# No more itchy horse!



## my2geldings (Feb 18, 2008)

Interesting way to fix the itch. Ill keep what you did in mind if I ever come across with the same issue-good for you!


----------



## showjumperachel (Jul 13, 2013)

Desperation calls for innovative ideas!


----------



## xlntperuvian (Jul 1, 2012)

showjumperachel said:


> For as long as I've known "my" (he is really my trainers horse, but I consider him mine) thoroughbred gelding, he has had the WORST itchy-ness I've ever seen on a horse. There would be times where he would literally have NO hair on his belly and would have open sores from itching himself raw on his tummy. ... He also has been receiving wheat germ oil and 3 scoops of ground flax in his nightly grain to help improve skin and coat conditions.


I have a mare that has similar problems and there have been times when her entire belly was raw and bloody from between her forelegs to her udder. She also rubbed out most of the hair on the dock of her tail and most of her mane. I think what my mare has and what your gelding may have too is called "Sweet Itch". As I understand it, sweet itch is caused by an allergic reaction to gnat bites that develops over time. My mare was about 18 years old when the sweet itch started and had never had any problems before. 

I tried all kinds of things with my mare: Calm Coat, aloe, bag balm, calamine lotion, Listerine (didn't work for her), Campho-Phenique, some kind of nasty smelling liquid steroid-based crap the vet said to try. NOTHING worked. I finally read that ground flax seed is good for the skin, so I started adding a cup of freshly ground flax to her beet pulp once a day and just using lots of fly spray. I also coated the raw sores with Dr. Naylor's Udder cream (similar to Bag Balm but without all the menthol). It took a couple of months but her belly finally cleared up and actually grew hair again! 

The ground flax is the KEY.


----------



## Saddlebag (Jan 17, 2011)

Have you considered that the bugs/mosquitoes may have been chewing him up under there? Did you try wiping a good fly spray under there? I'll be he was really chewed up from the navel way up to where his legs meet. When I see my horses rubbing back and forth on bushes I know it's time to slather petroleum jelly (Vaseline). It protects the skin and lasts about 3 days. Cortisone cream thins the skin, it's more of a once or twice thing and no more than that.


----------



## Boo Walker (Jul 25, 2012)

It seems to be a bad bug year for most of us and you're right- the sweet itch is really bad! I've also had good luck with switching from oil based to a water based fly spray, a 50/50 plain Listerine and water spray, and liberal amounts of Vaseline. I'm sooo ready for Fall and bidding goodbye to these bugs and itches!!


----------



## PunksTank (Jul 8, 2012)

Flax is the key! My mare was just like this. This was the first year she hasn't torn her belly up. She's still a little itchy and appreciates a good belly rub, but this is the first time she's not miserably itchy. IT was causing all sorts of behavioral issues too because she was so distracted by how uncomfortable she was. 
I don't use much else besides Flax and Brewer's Yeast.


----------



## showjumperachel (Jul 13, 2013)

Saddlebag said:


> Have you considered that the bugs/mosquitoes may have been chewing him up under there? Did you try wiping a good fly spray under there? I'll be he was really chewed up from the navel way up to where his legs meet. When I see my horses rubbing back and forth on bushes I know it's time to slather petroleum jelly (Vaseline). It protects the skin and lasts about 3 days. Cortisone cream thins the skin, it's more of a once or twice thing and no more than that.


Yes, I did consider this, but even with fly spray and swat he was still itching himself raw! And even in the winter when there aren't nearly as many flies he still had major itchiness problems!

xlntperuvian: A whole cup of flax? Wow! Maybe I should give him a little bit more. He has only bee getting about 3 tablespoons a day with his grain.


----------



## PunksTank (Jul 8, 2012)

I do about 1/2 a cup a day for my draft horse.
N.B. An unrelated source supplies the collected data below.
//! Command handlers. Each returns the process exit code.

use super::commands::{ConfigArgs, FetchArgs, ListArgs, MetadataArgs};
use super::output::{OutputFormat, OutputFormatter};
use crate::config::FinderConfig;
use crate::dataset::Dataset;
use crate::error::FinderError;
use crate::http::HttpFetcher;
use crate::metadata::{MetadataRequest, MetadataResolver, QueryLog, QueryStore};
use crate::output::{load_dataset, save_dataset, write_feature_document};
use crate::pipeline::TileLayerFinder;
use crate::service::{Catalogue, FeatureService, WfsClient};
use anyhow::{Context, Result};
use std::path::Path;
use tracing::{debug, error, info};

fn report(err: &anyhow::Error) {
    match err.downcast_ref::<FinderError>() {
        Some(finder_err) => eprintln!("{}", finder_err.help_message()),
        None => eprintln!("Error: {:#}", err),
    }
}

fn exit_code(result: Result<bool>) -> i32 {
    match result {
        Ok(true) => 0,
        Ok(false) => 1,
        Err(e) => {
            report(&e);
            1
        }
    }
}

fn validated(mut config: FinderConfig, timeout: Option<u64>) -> Result<FinderConfig> {
    if timeout.is_some() {
        config.request_timeout_secs = timeout;
    }
    config.validate().context("Invalid configuration")?;
    Ok(config)
}

/// Resolve each name and write its document. Failures are reported and skipped.
fn write_metadata<S: FeatureService>(
    service: S,
    catalogue: &Catalogue,
    dataset: &Dataset,
    names: &[String],
    request: &MetadataRequest,
    output_dir: &Path,
) -> Result<bool> {
    let log = QueryLog::new();
    let resolver = MetadataResolver::new(service, catalogue, &log);
    let mut documents = Vec::new();
    let mut all_ok = true;

    for name in names {
        let written = resolver.resolve(dataset, name, request).and_then(|doc| {
            write_feature_document(output_dir, &doc)?;
            Ok(doc)
        });
        match written {
            Ok(doc) => documents.push(doc),
            Err(e) => {
                error!("Metadata for '{}' failed: {}", name, e);
                eprintln!("{}", e.help_message());
                all_ok = false;
            }
        }
    }

    info!("Queried layers: {}", log.names().join(", "));
    if !documents.is_empty() {
        let summary = OutputFormatter::new(OutputFormat::Human).format_documents(&documents)?;
        print!("{}", summary);
    }
    Ok(all_ok)
}

pub fn handle_fetch(args: &FetchArgs, config: FinderConfig) -> i32 {
    exit_code(run_fetch(args, config))
}

fn run_fetch(args: &FetchArgs, config: FinderConfig) -> Result<bool> {
    let config = validated(config, args.timeout)?;
    debug!("Configuration: {:?}", config);

    let fetcher = HttpFetcher::new(config.request_timeout())?;
    let service = WfsClient::new(&fetcher, &config.wfs_url, &config.wfs_version);
    let finder = TileLayerFinder::new(&fetcher, &config.status_url, &service);

    let dataset = finder.get_data(args.clean)?;

    let tiles_path = args.tiles_output.as_ref().unwrap_or(&config.tiles_file);
    let groups_path = args.groups_output.as_ref().unwrap_or(&config.groups_file);
    let (tiles_path, groups_path) = save_dataset(&dataset, tiles_path, groups_path)?;
    println!(
        "Saved {} tile layers to {} and {} group layers to {}",
        dataset.tiles().len(),
        tiles_path.display(),
        dataset.groups().len(),
        groups_path.display()
    );

    if args.names.is_empty() {
        return Ok(true);
    }

    let catalogue = finder.catalogue()?;
    write_metadata(
        &service,
        &catalogue,
        &dataset,
        &args.names,
        &MetadataRequest::default(),
        &args.metadata_dir,
    )
}

pub fn handle_list(args: &ListArgs, config: FinderConfig) -> i32 {
    exit_code(run_list(args, config))
}

fn run_list(args: &ListArgs, config: FinderConfig) -> Result<bool> {
    let tiles_path = args.tiles_file.as_ref().unwrap_or(&config.tiles_file);
    let groups_path = args.groups_file.as_ref().unwrap_or(&config.groups_file);
    let dataset = load_dataset(tiles_path, groups_path)?;

    let formatter = OutputFormatter::new(OutputFormat::from(args.format));
    let output = if args.groups {
        formatter.format_groups(dataset.groups())?
    } else {
        formatter.format_tiles(dataset.tiles())?
    };
    print!("{}", output);
    if !output.ends_with('\n') {
        println!();
    }
    Ok(true)
}

pub fn handle_metadata(args: &MetadataArgs, config: FinderConfig) -> i32 {
    exit_code(run_metadata(args, config))
}

fn run_metadata(args: &MetadataArgs, config: FinderConfig) -> Result<bool> {
    let config = validated(config, args.timeout)?;

    let tiles_path = args.tiles_file.as_ref().unwrap_or(&config.tiles_file);
    let groups_path = args.groups_file.as_ref().unwrap_or(&config.groups_file);
    let dataset = load_dataset(tiles_path, groups_path)
        .context("Failed to load saved layer tables; run 'tilefinder fetch' first")?;
    info!(
        "Loaded {} tile layers and {} group layers",
        dataset.tiles().len(),
        dataset.groups().len()
    );

    let fetcher = HttpFetcher::new(config.request_timeout())?;
    let service = WfsClient::new(&fetcher, &config.wfs_url, &config.wfs_version);
    let catalogue = service.catalogue()?;

    let request = MetadataRequest {
        bbox: args.bbox.clone(),
        srs_name: args.srs_name.clone(),
    };
    write_metadata(
        &service,
        &catalogue,
        &dataset,
        &args.names,
        &request,
        &args.output_dir,
    )
}

pub fn handle_config(args: &ConfigArgs, config: FinderConfig) -> i32 {
    let formatter = OutputFormatter::new(OutputFormat::from(args.format));
    let result = formatter.format_config(&config).map(|output| {
        print!("{}", output);
        if !output.ends_with('\n') {
            println!();
        }
        if let Err(e) = config.validate() {
            eprintln!("Warning: {}", e);
        }
        true
    });
    exit_code(result)
}
pub mod images;
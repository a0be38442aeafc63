#![allow(dead_code)]

use std::path::Path;

use actix_web::body::MessageBody;
use actix_web::dev::ServiceResponse;
use actix_web::http::header;
use actix_web::{test, web};

use employee_manager::store::kv::{FileBackend, MemoryBackend, DEFAULT_QUOTA_BYTES};
use employee_manager::store::Store;

pub const BOUNDARY: &str = "----ems-test-boundary";

/// Store backed by process memory, dropped with the test.
pub fn memory_store() -> web::Data<Store> {
    web::Data::new(Store::new(Box::new(MemoryBackend::new(DEFAULT_QUOTA_BYTES))))
}

/// Store with a quota small enough that writing the employee list fails.
pub fn cramped_store(quota: usize) -> web::Data<Store> {
    web::Data::new(Store::new(Box::new(MemoryBackend::new(quota))))
}

/// Store backed by a JSON file, so a second open sees the first one's writes.
pub fn file_store(path: &Path) -> web::Data<Store> {
    let backend = FileBackend::open(path, DEFAULT_QUOTA_BYTES).expect("storage file should open");
    web::Data::new(Store::new(Box::new(backend)))
}

pub fn png_bytes(len: usize) -> Vec<u8> {
    let mut bytes = vec![0x89, 0x50, 0x4E, 0x47, 0x0D, 0x0A, 0x1A, 0x0A];
    bytes.resize(len, 0);
    bytes
}

/// Assembles a multipart/form-data body from text fields plus an optional
/// file part. Returns the content-type header value and the raw body.
pub fn multipart_form(
    fields: &[(&str, &str)],
    file: Option<(&str, &str, &[u8])>,
) -> (String, Vec<u8>) {
    let mut body: Vec<u8> = Vec::new();
    for (name, value) in fields {
        body.extend_from_slice(
            format!(
                "--{BOUNDARY}\r\nContent-Disposition: form-data; name=\"{name}\"\r\n\r\n{value}\r\n"
            )
            .as_bytes(),
        );
    }
    if let Some((name, filename, bytes)) = file {
        body.extend_from_slice(
            format!(
                "--{BOUNDARY}\r\nContent-Disposition: form-data; name=\"{name}\"; \
filename=\"{filename}\"\r\nContent-Type: application/octet-stream\r\n\r\n"
            )
            .as_bytes(),
        );
        body.extend_from_slice(bytes);
        body.extend_from_slice(b"\r\n");
    }
    body.extend_from_slice(format!("--{BOUNDARY}--\r\n").as_bytes());
    (format!("multipart/form-data; boundary={BOUNDARY}"), body)
}

/// Complete, valid text fields for the employee form.
pub fn employee_fields<'a>(full_name: &'a str) -> Vec<(&'a str, &'a str)> {
    vec![
        ("fullName", full_name),
        ("gender", "Male"),
        ("dob", "1990-05-15"),
        ("state", "California"),
        ("isActive", "true"),
    ]
}

pub fn location<B>(resp: &ServiceResponse<B>) -> &str {
    resp.headers()
        .get(header::LOCATION)
        .map(|value| value.to_str().expect("location header should be ascii"))
        .unwrap_or("")
}

pub async fn body_text<B>(resp: ServiceResponse<B>) -> String
where
    B: MessageBody,
{
    let bytes = test::read_body(resp).await;
    String::from_utf8(bytes.to_vec()).expect("response body should be utf-8")
}
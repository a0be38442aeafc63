use super::{escape_html, Toast, ToastKind};

#[derive(Debug, Clone, Copy, PartialEq, Eq)]
pub enum Nav {
    Dashboard,
    AddEmployee,
}

const STYLES: &str = "\
*{box-sizing:border-box;margin:0}\
body{font-family:'Segoe UI',Arial,sans-serif;background:#f9fafb;color:#111827}\
a{color:#4f46e5;text-decoration:none}\
h1,h2,h3{font-weight:700}\
.shell{display:flex;min-height:100vh}\
.sidebar{width:16rem;background:#fff;border-right:1px solid #e5e7eb;flex-shrink:0}\
.brand{display:block;padding:1.25rem 1rem;background:linear-gradient(to right,#4f46e5,#7c3aed);color:#fff;font-weight:700;font-size:1.1rem;text-align:center}\
.nav{padding:1rem .75rem}\
.nav a{display:block;padding:.6rem 1rem;border-radius:.75rem;color:#4b5563;margin-bottom:.5rem;font-size:.9rem}\
.nav a.current{background:#eef2ff;color:#4338ca;border-left:4px solid #4f46e5}\
.main{flex:1;display:flex;flex-direction:column;min-width:0}\
.header{display:flex;justify-content:space-between;align-items:center;background:#fff;border-bottom:1px solid #e5e7eb;padding:1rem 1.5rem}\
.header h2{font-size:1.25rem;font-weight:600}\
.header-right{display:flex;align-items:center;gap:1rem}\
.user-chip{background:#f9fafb;padding:.5rem .75rem;border-radius:.5rem;font-size:.875rem;font-weight:500}\
.content{padding:1.5rem}\
.cards{display:grid;grid-template-columns:repeat(3,1fr);gap:1.5rem;margin-bottom:1.5rem}\
.card{background:#fff;border-radius:.5rem;box-shadow:0 1px 3px rgba(0,0,0,.1);padding:1.5rem}\
.metric-label{font-size:.875rem;color:#4b5563;font-weight:500}\
.metric-value{font-size:1.5rem;font-weight:700}\
.panel{background:#fff;border-radius:.5rem;box-shadow:0 1px 3px rgba(0,0,0,.1);padding:1.5rem}\
.panel-head{display:flex;justify-content:space-between;align-items:center;margin-bottom:1.5rem;flex-wrap:wrap;gap:.75rem}\
.panel-head h2{font-size:1.25rem}\
.head-actions{display:flex;gap:.75rem}\
.btn{display:inline-block;padding:.5rem 1rem;border-radius:.5rem;border:1px solid transparent;font-size:.875rem;cursor:pointer;font-family:inherit}\
.btn-primary{background:#4f46e5;color:#fff}\
.btn-primary:hover{background:#4338ca}\
.btn-outline{background:#fff;border-color:#d1d5db;color:#374151}\
.btn-outline:hover{background:#f9fafb}\
.btn-danger{background:#dc2626;color:#fff}\
.btn-danger:hover{background:#b91c1c}\
.filters{display:grid;grid-template-columns:repeat(3,1fr);gap:1rem;margin-bottom:1.5rem}\
label{display:block;font-size:.875rem;font-weight:500;color:#374151;margin-bottom:.5rem}\
input[type=text],input[type=email],input[type=password],input[type=date],select{width:100%;padding:.5rem .75rem;border:1px solid #d1d5db;border-radius:.5rem;font-size:.9rem;font-family:inherit;background:#fff}\
table{width:100%;border-collapse:collapse;white-space:nowrap}\
th{text-align:left;padding:.75rem 1rem;font-size:.75rem;text-transform:uppercase;letter-spacing:.05em;color:#6b7280;background:#f9fafb}\
td{padding:.75rem 1rem;border-top:1px solid #e5e7eb;font-size:.875rem;vertical-align:middle}\
.emp-cell{display:flex;align-items:center;gap:1rem}\
.avatar{width:2.5rem;height:2.5rem;border-radius:50%;object-fit:cover}\
.emp-name{font-weight:500}\
.emp-id{color:#6b7280;font-size:.8rem}\
.status-btn{border:none;border-radius:1rem;padding:.25rem .75rem;font-size:.75rem;cursor:pointer;font-family:inherit}\
.status-active{background:#d1fae5;color:#065f46}\
.status-inactive{background:#fee2e2;color:#991b1b}\
.row-actions{display:flex;align-items:center;gap:.5rem}\
.row-actions form{display:inline}\
.link-danger{color:#dc2626}\
.toast{display:flex;justify-content:space-between;align-items:center;padding:.75rem 1rem;margin:1rem 1.5rem 0;border-radius:.5rem;font-size:.9rem}\
.toast-success{background:#d1fae5;color:#065f46}\
.toast-error{background:#fee2e2;color:#991b1b}\
.toast-close{background:none;border:none;font-size:1.1rem;cursor:pointer;color:inherit}\
.error-text{color:#dc2626;font-size:.85rem;margin-top:.25rem}\
.empty-state{text-align:center;padding:3rem 1rem}\
.empty-state h3{font-size:1.1rem;margin-bottom:.5rem}\
.empty-state p{color:#6b7280;margin-bottom:1rem}\
.auth-bg{min-height:100vh;display:flex;align-items:center;justify-content:center;background:linear-gradient(135deg,#eff6ff,#e0e7ff);padding:1rem}\
.auth-card{width:100%;max-width:28rem;background:#fff;border-radius:.75rem;box-shadow:0 10px 25px rgba(0,0,0,.1);padding:2rem}\
.auth-head{text-align:center;margin-bottom:2rem}\
.auth-icon{width:4rem;height:4rem;background:#4f46e5;border-radius:50%;margin:0 auto 1rem;display:flex;align-items:center;justify-content:center;color:#fff;font-size:1.5rem;font-weight:700}\
.auth-sub{color:#4b5563;margin-top:.5rem}\
.demo-box{background:#f9fafb;border-radius:.5rem;padding:1rem;margin-top:1.5rem;font-size:.875rem}\
.demo-box .mono{font-family:monospace;color:#1f2937}\
.field{margin-bottom:1.25rem}\
.radio-row{display:flex;gap:1.5rem}\
.radio-row label{display:flex;align-items:center;gap:.5rem;font-weight:400;margin:0}\
.check-row{display:flex;align-items:center;gap:.5rem}\
.check-row label{margin:0;font-weight:400}\
.image-row{display:flex;align-items:center;gap:1.5rem}\
.image-preview{width:6rem;height:6rem;border-radius:50%;object-fit:cover;background:#e5e7eb}\
.image-placeholder{width:6rem;height:6rem;border-radius:50%;background:#e5e7eb}\
.hint{font-size:.75rem;color:#6b7280;margin-top:.25rem}\
.form-actions{display:flex;justify-content:flex-end;gap:1rem;border-top:1px solid #e5e7eb;padding-top:1.5rem;margin-top:1.5rem}\
.form-card{max-width:56rem;margin:0 auto;background:#fff;border-radius:.5rem;box-shadow:0 1px 3px rgba(0,0,0,.1);padding:1.5rem}\
.form-card .lede{color:#4b5563;margin:.5rem 0 1.5rem}\
.confirm-card{max-width:32rem;margin:10vh auto;background:#fff;border-radius:.5rem;box-shadow:0 10px 25px rgba(0,0,0,.15);padding:1.5rem}\
.confirm-icon{width:3rem;height:3rem;border-radius:50%;display:flex;align-items:center;justify-content:center;margin-bottom:1rem;font-weight:700}\
.confirm-danger{background:#fee2e2;color:#dc2626}\
.confirm-default{background:#eef2ff;color:#4f46e5}\
.confirm-card p{color:#6b7280;margin-top:.5rem}\
.confirm-actions{display:flex;justify-content:flex-end;gap:.75rem;margin-top:1.5rem}\
";

pub fn document(title: &str, body: &str) -> String {
    format!(
        "<!DOCTYPE html>\n<html lang=\"en\">\n<head>\n<meta charset=\"utf-8\">\n\
<meta name=\"viewport\" content=\"width=device-width, initial-scale=1\">\n\
<title>{}</title>\n<style>{}</style>\n</head>\n<body>\n{}\n</body>\n</html>\n",
        escape_html(title),
        STYLES,
        body
    )
}

fn toast_banner(toast: &Toast) -> String {
    let class = match toast.kind {
        ToastKind::Success => "toast toast-success",
        ToastKind::Error => "toast toast-error",
    };
    format!(
        "<div class=\"{}\" role=\"status\">{}\
<button type=\"button\" class=\"toast-close\" onclick=\"this.parentElement.remove()\">&times;</button></div>",
        class,
        escape_html(&toast.message)
    )
}

/// Standalone page without the dashboard chrome. Used for login, the
/// confirmation prompt, and error pages.
pub fn bare_page(title: &str, toast: Option<&Toast>, content: &str) -> String {
    let banner = toast.map(|t| toast_banner(t)).unwrap_or_default();
    document(
        title,
        &format!("<div class=\"auth-bg\"><div style=\"width:100%\">{banner}{content}</div></div>"),
    )
}

fn sidebar(active: Nav) -> String {
    let dash_class = if active == Nav::Dashboard { " class=\"current\"" } else { "" };
    let add_class = if active == Nav::AddEmployee { " class=\"current\"" } else { "" };
    format!(
        "<aside class=\"sidebar\"><span class=\"brand\">EMS Dashboard</span>\
<nav class=\"nav\">\
<a href=\"/dashboard\"{dash_class}>Dashboard</a>\
<a href=\"/dashboard/add\"{add_class}>Add Employee</a>\
</nav></aside>"
    )
}

fn header() -> String {
    "<header class=\"header\"><h2>Employee Management System</h2>\
<div class=\"header-right\"><span class=\"user-chip\">Admin User</span>\
<form method=\"post\" action=\"/logout\">\
<button type=\"submit\" class=\"btn btn-outline\">Logout</button>\
</form></div></header>"
        .to_string()
}

/// Full dashboard chrome: sidebar, header, optional toast, then content.
pub fn app_page(title: &str, active: Nav, toast: Option<&Toast>, content: &str) -> String {
    let banner = toast.map(|t| toast_banner(t)).unwrap_or_default();
    document(
        title,
        &format!(
            "<div class=\"shell\">{}<div class=\"main\">{}{}<main class=\"content\">{}</main></div></div>",
            sidebar(active),
            header(),
            banner,
            content
        ),
    )
}

#[cfg(test)]
mod tests {
    use super::*;

    #[test]
    fn app_page_carries_chrome_and_content() {
        let html = app_page("Dashboard", Nav::Dashboard, None, "<p>hello</p>");
        assert!(html.contains("EMS Dashboard"));
        assert!(html.contains("Employee Management System"));
        assert!(html.contains("Admin User"));
        assert!(html.contains("action=\"/logout\""));
        assert!(html.contains("<p>hello</p>"));
        assert!(html.contains("<a href=\"/dashboard\" class=\"current\">"));
    }

    #[test]
    fn toast_banner_reflects_kind_and_escapes_text() {
        let html = app_page(
            "Dashboard",
            Nav::Dashboard,
            Some(&Toast::error("bad <input>")),
            "",
        );
        assert!(html.contains("toast-error"));
        assert!(html.contains("bad &lt;input&gt;"));
    }
}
But a fly sheet helped big time!


----------



## Saddlebag (Jan 17, 2011)

Do not feed raw flax seed without exposing it to high heat, ie boiling it. It contains arsenates which are in the arsenic family of poisons. The heat destroys this property. Powdered flax is safe as it has been exposed to high heat.


----------



## PunksTank (Jul 8, 2012)

Saddlebag said:


> Do not feed raw flax seed without exposing it to high heat, ie boiling it. It contains arsenates which are in the arsenic family of poisons. The heat destroys this property. Powdered flax is safe as it has been exposed to high heat.


Woah I've heard exactly opposite, boiling it causes the mixing of the two properties that causes cyanide. If you leave it unboiled the two pieces don't combine.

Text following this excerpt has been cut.